I don't see where you mentioned the reason why you have to stop.
It is because you are out of breath? If so, then as others have said, slow your pace. At this point it isn't a race and you aren't on a time limit, you just want to hit the distances. Once you hit the 3 mile mark comfortably you can worry about increasing your pace/
Is it because your legs hurt or tire? If so then listen to your body. It can take months for your bones/tendons/muscles to adapt to the pounding that jogging and running puts on the body. Slow down, take more time to rest between run days, and don't worry - it will come. And if you haven't done so already, go to a running store and get fit for shoes. The right shoes with the right weight and the right support will make a world of difference in how long your legs and joints can carry you.
It is really a mental block? If so then the way I break through them is to make myself run through just one more song (or just to that next landmark). If find that if I can push myself to a tangible place rather than another whole mile, breaking it into smaller chunks makes it more manageable and i really discover my body can do it if my mind will just let it.
Good luck. Keep at it and soon you will begin to impress yourself at just how far and how fast you can go.

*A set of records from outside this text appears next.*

//! Stream naming.
//!
//! A stream is addressed by a `(category, id)` pair rendered as
//! `"{category}-{id}"` on the wire. The category must not contain the `-`
//! separator; the id may (the wire form splits on the first `-` only).

use std::fmt;

use thiserror::Error;

/// Error raised when constructing or parsing a [`StreamName`].
#[derive(Debug, Clone, PartialEq, Eq, Error)]
pub enum StreamNameError {
    #[error("stream category must not be empty")]
    EmptyCategory,
    #[error("stream id must not be empty")]
    EmptyId,
    #[error("stream category `{0}` must not contain `-`")]
    SeparatorInCategory(String),
    #[error("stream name `{0}` is missing the `-` separator")]
    MissingSeparator(String),
}

/// Validated stream name.
///
/// Stored pre-rendered so the wire form can be borrowed without allocation
/// on every store call.
#[derive(Debug, Clone, PartialEq, Eq, Hash)]
pub struct StreamName {
    rendered: String,
    category_len: usize,
}

impl StreamName {
    /// Build a stream name from its category and id components.
    ///
    /// # Errors
    ///
    /// Returns a [`StreamNameError`] if either component is empty or the
    /// category contains the `-` separator.
    pub fn new(
        category: impl AsRef<str>,
        id: impl AsRef<str>,
    ) -> Result<Self, StreamNameError> {
        let category = category.as_ref();
        let id = id.as_ref();
        if category.is_empty() {
            return Err(StreamNameError::EmptyCategory);
        }
        if id.is_empty() {
            return Err(StreamNameError::EmptyId);
        }
        if category.contains('-') {
            return Err(StreamNameError::SeparatorInCategory(category.to_owned()));
        }
        Ok(Self {
            rendered: format!("{category}-{id}"),
            category_len: category.len(),
        })
    }

    /// Parse a wire-form stream name, splitting on the first `-`.
    ///
    /// # Errors
    ///
    /// Returns a [`StreamNameError`] if the separator is missing or either
    /// component is empty.
    pub fn parse(raw: impl Into<String>) -> Result<Self, StreamNameError> {
        let rendered: String = raw.into();
        let Some(category_len) = rendered.find('-') else {
            return Err(StreamNameError::MissingSeparator(rendered));
        };
        if category_len == 0 {
            return Err(StreamNameError::EmptyCategory);
        }
        if category_len + 1 == rendered.len() {
            return Err(StreamNameError::EmptyId);
        }
        Ok(Self {
            rendered,
            category_len,
        })
    }

    #[must_use]
    pub fn category(&self) -> &str {
        &self.rendered[..self.category_len]
    }

    #[must_use]
    pub fn id(&self) -> &str {
        &self.rendered[self.category_len + 1..]
    }

    /// The rendered `"{category}-{id}"` wire form.
    #[must_use]
    pub fn as_str(&self) -> &str {
        &self.rendered
    }
}

impl fmt::Display for StreamName {
    fn fmt(&self, f: &mut fmt::Formatter<'_>) -> fmt::Result {
        f.write_str(&self.rendered)
    }
}

impl AsRef<str> for StreamName {
    fn as_ref(&self) -> &str {
        &self.rendered
    }
}
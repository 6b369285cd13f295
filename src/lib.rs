#![doc = include_str!("../README.md")]

pub use refold_core::{
    AccessStrategy, CachingStrategy, Category, ConfigError, Decider, EventCodec, EventContext,
    EventData, EventType, Fold, JsonCodec, LoadOption, Position, StateCache, StreamName,
    StreamNameError, StreamToken, SyncResult, TimelineEvent, TransactError, access, cache,
    category, decider, event, fold, stream, token,
};

pub mod store {
    pub use refold_core::store::{
        AppendOutcome, EventStore, ExpectedVersion, Operation, OriginPredicate, StoreError, memory,
    };

    #[cfg(feature = "docstore")]
    #[cfg_attr(docsrs, doc(cfg(feature = "docstore")))]
    pub mod docstore {
        pub use refold_docstore::{
            BatchDocument, DocumentClient, DocumentStore, EventDocument, MemoryDocumentClient,
            ReplaceOutcome, TipDocument, UnfoldDocument,
        };
    }

    #[cfg(feature = "messagedb")]
    #[cfg_attr(docsrs, doc(cfg(feature = "messagedb")))]
    pub mod messagedb {
        pub use refold_messagedb::{Error, MessageDbStore, RetryPolicy};
    }
}
//! Wire shapes for the document-store backend.
//!
//! A stream is one tip document plus zero or more calf batches. The tip
//! holds the most recent events (up to the configured capacity) and the
//! `u` array of unfolds; older events migrate to calf batches keyed by
//! their starting index. Field names are kept terse to match what lands
//! in the container.

use chrono::{DateTime, Utc};
use serde::{Deserialize, Serialize};
use uuid::Uuid;

use refold_core::TimelineEvent;

/// One stored event inside a tip or calf document.
#[derive(Debug, Clone, PartialEq, Eq, Serialize, Deserialize)]
pub struct EventDocument {
    /// Event type tag.
    pub c: String,
    /// Opaque data body.
    pub d: Vec<u8>,
    /// Opaque metadata body.
    pub m: Vec<u8>,
    pub id: Uuid,
    #[serde(rename = "correlationId", skip_serializing_if = "Option::is_none")]
    pub correlation_id: Option<String>,
    #[serde(rename = "causationId", skip_serializing_if = "Option::is_none")]
    pub causation_id: Option<String>,
    /// Write timestamp (UTC).
    pub t: DateTime<Utc>,
}

/// A compaction snapshot stored alongside (not in) the event log.
#[derive(Debug, Clone, PartialEq, Eq, Serialize, Deserialize)]
pub struct UnfoldDocument {
    /// The stream version this unfold reflects: the index one past the
    /// last event folded into it.
    pub i: i64,
    pub c: String,
    pub d: Vec<u8>,
    pub m: Vec<u8>,
    pub id: Uuid,
    pub t: DateTime<Utc>,
}

/// The stream's head document: recent events plus current unfolds.
#[derive(Debug, Clone, PartialEq, Eq, Serialize, Deserialize)]
pub struct TipDocument {
    /// Document id; the rendered stream name.
    pub id: String,
    /// Concurrency tag assigned by the container on every replace.
    #[serde(rename = "_etag")]
    pub etag: String,
    /// Index of the first event held in the tip.
    pub i: i64,
    /// Recent events.
    pub e: Vec<EventDocument>,
    /// Unfolds (rolling snapshots).
    pub u: Vec<UnfoldDocument>,
}

impl TipDocument {
    /// Index of the stream's last event, `-1` when no events exist.
    #[must_use]
    pub fn stream_version(&self) -> i64 {
        self.i + self.e.len() as i64 - 1
    }

    /// The stream version the freshest unfold reflects, if any.
    #[must_use]
    pub fn unfold_version(&self) -> Option<i64> {
        self.u.iter().map(|unfold| unfold.i).max()
    }

    /// Approximate stored size of the tip.
    #[must_use]
    pub fn size(&self) -> i64 {
        let events: usize = self.e.iter().map(|e| e.d.len() + e.m.len() + e.c.len() + 80).sum();
        let unfolds: usize = self.u.iter().map(|u| u.d.len() + u.m.len() + u.c.len() + 80).sum();
        (events + unfolds) as i64
    }
}

/// An immutable batch of events that overflowed the tip.
#[derive(Debug, Clone, PartialEq, Eq, Serialize, Deserialize)]
pub struct BatchDocument {
    /// Document id: `"{stream}:{i}"`.
    pub id: String,
    /// Stream this batch belongs to.
    pub stream: String,
    /// Index of the first event in the batch.
    pub i: i64,
    pub e: Vec<EventDocument>,
}

impl BatchDocument {
    #[must_use]
    pub fn new(stream: &str, base: i64, events: Vec<EventDocument>) -> Self {
        Self {
            id: format!("{stream}:{base}"),
            stream: stream.to_owned(),
            i: base,
            e: events,
        }
    }
}

pub(crate) fn timeline_event(index: i64, doc: &EventDocument) -> TimelineEvent {
    TimelineEvent {
        index,
        event_type: doc.c.clone(),
        data: doc.d.clone(),
        meta: doc.m.clone(),
        id: doc.id,
        correlation_id: doc.correlation_id.clone(),
        causation_id: doc.causation_id.clone(),
        timestamp: doc.t,
        is_unfold: false,
    }
}

pub(crate) fn timeline_unfold(doc: &UnfoldDocument) -> TimelineEvent {
    TimelineEvent {
        index: doc.i,
        event_type: doc.c.clone(),
        data: doc.d.clone(),
        meta: doc.m.clone(),
        id: doc.id,
        correlation_id: None,
        causation_id: None,
        timestamp: doc.t,
        is_unfold: true,
    }
}
//! State reconstitution.
//!
//! A stream's behaviour is three pure elements: an event type, an initial
//! state, and an evolve function. The engine only ever derives state by
//! left-folding decoded events over [`Fold::initial`].

/// Pure state model for one category of streams.
///
/// `evolve` must be deterministic with respect to the event sequence;
/// everything else (caching, conflict recovery, snapshot placement) relies
/// on replaying it being equivalent to having observed the writes live.
pub trait Fold: Clone + Send + Sync + 'static {
    type Event: Send + Sync + 'static;

    /// State of a stream with no events.
    fn initial() -> Self;

    /// Apply a single event.
    fn evolve(&mut self, event: &Self::Event);

    /// Left-fold a sequence of events onto this state.
    #[must_use]
    fn fold<'a, I>(mut self, events: I) -> Self
    where
        I: IntoIterator<Item = &'a Self::Event>,
        Self::Event: 'a,
    {
        for event in events {
            self.evolve(event);
        }
        self
    }
}
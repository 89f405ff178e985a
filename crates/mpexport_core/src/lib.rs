//! mpexport core: pure batch-export state machine and summary helpers.
mod effect;
mod msg;
mod state;
mod update;
mod view_model;

pub use effect::Effect;
pub use msg::Msg;
pub use state::{
    normalize_url_for_dedupe, ArticleId, ArticleOutcome, ArticleRecord, BatchState,
    QueuedArticle, SessionState,
};
pub use update::update;
pub use view_model::{BatchSummary, FailureRow};
use std::collections::HashMap;
use std::path::{Path, PathBuf};
use std::str::FromStr;

use mpexport_core::{
    update, ArticleId, ArticleOutcome, BatchState, BatchSummary, Effect, Msg, QueuedArticle,
};
use mpexport_logging::{mp_info, mp_warn};
use serde::{Deserialize, Serialize};
use tokio_util::sync::CancellationToken;

use crate::filename::sanitize_stem;
use crate::pace::{pause, BatchPacing};
use crate::pipeline::ArticleExporter;
use crate::title::publish_year_month;
use crate::{ArticleSource, ExportFormat, ExportResult, ProgressSink};

/// Where each article of a batch is written, relative to the output root.
#[derive(Debug, Clone, Copy, PartialEq, Eq, Default, Serialize, Deserialize)]
#[serde(rename_all = "snake_case")]
pub enum OutputLayout {
    #[default]
    Flat,
    /// `<root>/<account>`
    Account,
    /// `<root>/<account>/<year>/<month>`
    AccountByMonth,
}

impl OutputLayout {
    pub fn directory_for(self, root: &Path, source: &ArticleSource) -> PathBuf {
        let account_dir = || match source.account.as_deref() {
            Some(account) if !account.trim().is_empty() => root.join(sanitize_stem(account)),
            _ => root.to_path_buf(),
        };
        match self {
            OutputLayout::Flat => root.to_path_buf(),
            OutputLayout::Account => account_dir(),
            OutputLayout::AccountByMonth => {
                match source.publish_time.as_deref().and_then(publish_year_month) {
                    Some((year, month)) => account_dir()
                        .join(year.to_string())
                        .join(format!("{month:02}")),
                    None => account_dir().join("unknown"),
                }
            }
        }
    }
}

impl FromStr for OutputLayout {
    type Err = String;

    fn from_str(value: &str) -> Result<Self, Self::Err> {
        match value.trim().to_ascii_lowercase().as_str() {
            "flat" => Ok(OutputLayout::Flat),
            "account" => Ok(OutputLayout::Account),
            "account-by-month" | "account_by_month" | "month" => Ok(OutputLayout::AccountByMonth),
            other => Err(format!("unknown output layout `{other}`")),
        }
    }
}

#[derive(Debug, Clone, PartialEq, Eq)]
pub struct BatchReport {
    pub summary: BatchSummary,
    pub exported: Vec<ExportResult>,
    /// Dedupe keys of every article known to be exported, restored ones included.
    pub completed_urls: Vec<String>,
}

/// Exports articles one at a time with randomized pauses in between.
///
/// Cancelling the token stops the batch before the next fetch; an article
/// already in flight is allowed to finish.
pub struct BatchRunner<'a> {
    exporter: &'a ArticleExporter,
    pacing: BatchPacing,
    cancel: CancellationToken,
}

impl<'a> BatchRunner<'a> {
    pub fn new(exporter: &'a ArticleExporter, pacing: BatchPacing, cancel: CancellationToken) -> Self {
        Self {
            exporter,
            pacing,
            cancel,
        }
    }

    pub async fn run(
        &self,
        sources: Vec<ArticleSource>,
        already_exported: Vec<String>,
        output_dir: &Path,
        format: ExportFormat,
        layout: OutputLayout,
        sink: &dyn ProgressSink,
    ) -> BatchReport {
        let mut by_id: HashMap<ArticleId, ArticleSource> = HashMap::new();
        let mut queued = Vec::with_capacity(sources.len());
        for (idx, source) in sources.into_iter().enumerate() {
            let id = idx as ArticleId + 1;
            queued.push(QueuedArticle {
                id,
                url: source.url.clone(),
                title: source.title.clone(),
            });
            by_id.insert(id, source);
        }

        let (state, _) = update(BatchState::new(), Msg::RestoreCompleted(already_exported));
        let (mut state, _) = update(state, Msg::ArticlesQueued(queued));
        let mut exported = Vec::new();
        let mut next = Some(Msg::Start);

        while let Some(msg) = next.take() {
            let (new_state, effects) = update(state, msg);
            state = new_state;

            for effect in effects {
                next = match effect {
                    Effect::ExportArticle { id, url } => {
                        if self.cancel.is_cancelled() {
                            Some(Msg::StopRequested)
                        } else {
                            state = update(state, Msg::ArticleStarted { id }).0;
                            let outcome = match by_id.get(&id) {
                                Some(source) => {
                                    let dir = layout.directory_for(output_dir, source);
                                    match self.exporter.export(source, &dir, format, sink).await {
                                        Ok(result) => {
                                            let filepath = result.filepath.display().to_string();
                                            exported.push(result);
                                            ArticleOutcome::Exported { filepath }
                                        }
                                        Err(err) => {
                                            mp_warn!("article {url} failed: {err}");
                                            ArticleOutcome::Failed {
                                                message: err.to_string(),
                                            }
                                        }
                                    }
                                }
                                None => ArticleOutcome::Failed {
                                    message: format!("no source queued for {url}"),
                                },
                            };
                            Some(Msg::ArticleFinished { id, outcome })
                        }
                    }
                    Effect::Pause { after_failure } => {
                        let range = if after_failure {
                            self.pacing.after_failure
                        } else {
                            self.pacing.after_success
                        };
                        if pause(range.sample(), &self.cancel).await {
                            Some(Msg::PauseElapsed)
                        } else {
                            Some(Msg::StopRequested)
                        }
                    }
                    Effect::Finish => None,
                };
            }
        }

        let summary = state.summary();
        mp_info!(
            "batch finished: {} exported, {} failed, {} not started{}",
            summary.succeeded,
            summary.failed,
            summary.not_started,
            if summary.stopped { " (stopped)" } else { "" }
        );
        BatchReport {
            summary,
            exported,
            completed_urls: state.completed_urls(),
        }
    }
}

#[cfg(test)]
mod tests {
    use super::*;

    fn source(account: Option<&str>, time: Option<&str>) -> ArticleSource {
        ArticleSource {
            url: "https://mp.weixin.qq.com/s/x".to_string(),
            title: None,
            publish_time: time.map(str::to_string),
            account: account.map(str::to_string),
        }
    }

    #[test]
    fn flat_layout_ignores_account() {
        let dir = OutputLayout::Flat.directory_for(Path::new("out"), &source(Some("号"), None));
        assert_eq!(dir, PathBuf::from("out"));
    }

    #[test]
    fn account_layout_sanitizes_the_name() {
        let dir = OutputLayout::Account.directory_for(Path::new("out"), &source(Some("a/b"), None));
        assert_eq!(dir, Path::new("out").join("a_b"));
    }

    #[test]
    fn month_layout_falls_back_to_unknown() {
        let layout = OutputLayout::AccountByMonth;
        let dir = layout.directory_for(Path::new("out"), &source(Some("号"), Some("n/a")));
        assert_eq!(dir, Path::new("out").join("号").join("unknown"));

        let dated = layout.directory_for(Path::new("out"), &source(None, Some("1700000000")));
        assert!(dated.starts_with(Path::new("out").join("2023")));
    }

    #[test]
    fn layout_names_parse() {
        assert_eq!(
            "account-by-month".parse::<OutputLayout>(),
            Ok(OutputLayout::AccountByMonth)
        );
        assert!("nested".parse::<OutputLayout>().is_err());
    }
}
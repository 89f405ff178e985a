use chardetng::EncodingDetector;
use encoding_rs::Encoding;

#[derive(Debug, Clone, PartialEq, Eq)]
pub struct DecodedHtml {
    pub html: String,
    pub encoding_label: String,
    /// Malformed sequences were replaced with U+FFFD.
    pub had_errors: bool,
}

/// Decode a page body to UTF-8: BOM, then the `Content-Type` charset, then chardetng.
pub fn decode_html(bytes: &[u8], content_type: Option<&str>) -> DecodedHtml {
    if let Some((encoding, _)) = Encoding::for_bom(bytes) {
        return decode_with(bytes, encoding);
    }

    if let Some(label) = content_type.and_then(charset_param) {
        if let Some(encoding) = Encoding::for_label(label.as_bytes()) {
            return decode_with(bytes, encoding);
        }
    }

    let mut detector = EncodingDetector::new();
    detector.feed(bytes, true);
    decode_with(bytes, detector.guess(None, true))
}

fn charset_param(content_type: &str) -> Option<String> {
    content_type.split(';').find_map(|part| {
        let (name, value) = part.split_once('=')?;
        if !name.trim().eq_ignore_ascii_case("charset") {
            return None;
        }
        let value = value.trim().trim_matches(['"', '\'']);
        (!value.is_empty()).then(|| value.to_string())
    })
}

fn decode_with(bytes: &[u8], encoding: &'static Encoding) -> DecodedHtml {
    let (text, used, had_errors) = encoding.decode(bytes);
    DecodedHtml {
        html: text.into_owned(),
        encoding_label: used.name().to_string(),
        had_errors,
    }
}

#[cfg(test)]
mod tests {
    use super::*;

    #[test]
    fn header_charset_is_honoured() {
        let (bytes, _, _) = encoding_rs::GBK.encode("公众号");
        let decoded = decode_html(&bytes, Some("text/html; Charset=\"gbk\""));
        assert_eq!(decoded.html, "公众号");
        assert!(!decoded.had_errors);
    }

    #[test]
    fn bom_wins_over_header() {
        let mut bytes = vec![0xEF, 0xBB, 0xBF];
        bytes.extend_from_slice("文章".as_bytes());
        let decoded = decode_html(&bytes, Some("text/html; charset=gbk"));
        assert_eq!(decoded.html, "文章");
        assert_eq!(decoded.encoding_label, "UTF-8");
    }

    #[test]
    fn invalid_bytes_are_replaced_not_rejected() {
        let decoded = decode_html(b"ok \xff\xfe end", Some("text/html; charset=utf-8"));
        assert!(decoded.had_errors);
        assert!(decoded.html.starts_with("ok "));
        assert!(decoded.html.contains('\u{FFFD}'));
    }
}
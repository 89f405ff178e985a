//! mpexport engine: fetching, extraction, image localization, serialization
//! and the batch runner that drives the core state machine.
mod auth;
mod batch;
mod convert;
mod decode;
mod extract;
mod fetch;
mod filename;
mod filter;
mod fragment;
mod images;
mod markup;
mod mp_api;
mod options;
mod pace;
mod persist;
mod pipeline;
mod render;
mod title;
mod types;

pub use auth::{parse_token, token_from_url, AuthError, AuthProvider, Credentials, StaticAuth};
pub use batch::{BatchReport, BatchRunner, OutputLayout};
pub use convert::{Converter, Html2MdConverter};
pub use decode::{decode_html, DecodedHtml};
pub use extract::{ExtractionError, Extractor, FetchedArticle, WeChatExtractor, UNTITLED_PLACEHOLDER};
pub use fetch::{
    fetch_page_with_retry, FetchSettings, FetchedPage, HttpClient, ReqwestClient, RetryPolicy,
};
pub use filename::{article_filename, sanitize_stem};
pub use filter::{ContentFilter, FilterConfig, FilterError};
pub use fragment::ContentFragment;
pub use images::{
    extension_from_data_type, hash_bytes, normalize_image_url, ImageDownloadError,
    ImageLocalizer, ImageOutcome, LocalImage, LocalizedFragment, IMAGES_DIR,
};
pub use mp_api::{AccountInfo, ArticleSummary, MpApi, MpApiError};
pub use options::{ClientOptions, DEFAULT_USER_AGENT, MP_ORIGIN};
pub use pace::{pause, BatchPacing, PauseRange};
pub use persist::{ensure_output_dir, write_content_addressed, AtomicFileWriter, PersistError};
pub use pipeline::{ArticleExporter, ExportCause, ExportError};
pub use render::{
    clean_article_html, render_html, render_markdown, repair_link_targets, ArticleHeader,
    SerializationError,
};
pub use title::{clean_title, format_publish_time, publish_year_month};
pub use types::{
    ArticleSource, EngineEvent, ExportFormat, ExportResult, FailureKind,
    FetchError, NullProgressSink, ProgressSink, Stage,
};
use std::fs;
use std::path::{Path, PathBuf};

use anyhow::{Context, Result};
use mpexport_engine::{BatchPacing, ClientOptions, ExportFormat, FilterConfig, OutputLayout};
use serde::{Deserialize, Serialize};

use crate::cli::GlobalArgs;

/// Contents of the optional RON config file. Every key may be omitted.
#[derive(Debug, Clone, Default, PartialEq, Eq, Serialize, Deserialize)]
#[serde(default)]
pub struct FileConfig {
    pub cookie: Option<String>,
    pub token: Option<String>,
    pub user_agent: Option<String>,
    pub output_dir: Option<PathBuf>,
    pub format: Option<ExportFormat>,
    pub layout: Option<OutputLayout>,
    pub filter: FilterConfig,
    pub pacing: Option<BatchPacing>,
}

impl FileConfig {
    pub fn load(path: &Path) -> Result<Self> {
        let text = fs::read_to_string(path)
            .with_context(|| format!("reading config file {}", path.display()))?;
        ron::from_str(&text).with_context(|| format!("parsing config file {}", path.display()))
    }
}

/// Effective settings after layering flags and env over the config file.
#[derive(Debug, Clone, PartialEq, Eq)]
pub struct Settings {
    pub client: ClientOptions,
    pub output_dir: PathBuf,
    pub format: ExportFormat,
    pub layout: OutputLayout,
    pub filter: FilterConfig,
    pub pacing: BatchPacing,
}

impl Settings {
    pub fn resolve(args: &GlobalArgs, file: FileConfig) -> Self {
        let defaults = ClientOptions::default();
        let client = ClientOptions {
            cookie: args.cookie.clone().or(file.cookie),
            token: args.token.clone().or(file.token),
            user_agent: args
                .user_agent
                .clone()
                .or(file.user_agent)
                .unwrap_or(defaults.user_agent),
        };

        Self {
            client,
            output_dir: args
                .output
                .clone()
                .or(file.output_dir)
                .unwrap_or_else(|| PathBuf::from(".")),
            format: args
                .format
                .map(ExportFormat::from)
                .or(file.format)
                .unwrap_or_default(),
            layout: file.layout.unwrap_or_default(),
            filter: file.filter,
            pacing: file.pacing.unwrap_or_default(),
        }
    }
}

pub fn load_settings(args: &GlobalArgs) -> Result<Settings> {
    let file = match &args.config {
        Some(path) => FileConfig::load(path)?,
        None => FileConfig::default(),
    };
    Ok(Settings::resolve(args, file))
}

Congrats on your persistance. It sounds like you're running by yourself, have you ever tried running with someone else? Sometimes just being with somebody and not engaged solely in your own running things work out better. Check out the running stores, not the sporting good stores but the running specialty stores, they usually have programs led by experienced runners and designed specifically for C25K in very gradual increments. The No Boundaries program offered by Fleet Feet stores is 10 weeks long and goes up 1/4 mile each week. It's designed for runners or run/walkers so it's at your own pace.
congrats on taking the program. it could be mental, especially now after the fracture. i'd give it some more time and keep at it. maybe even just restart the program and see how you do again building up slowly. it takes everybody a different amount of time, so maybe you just need a little longer. don't despair and just keep at it and you'll eventually meet your goal!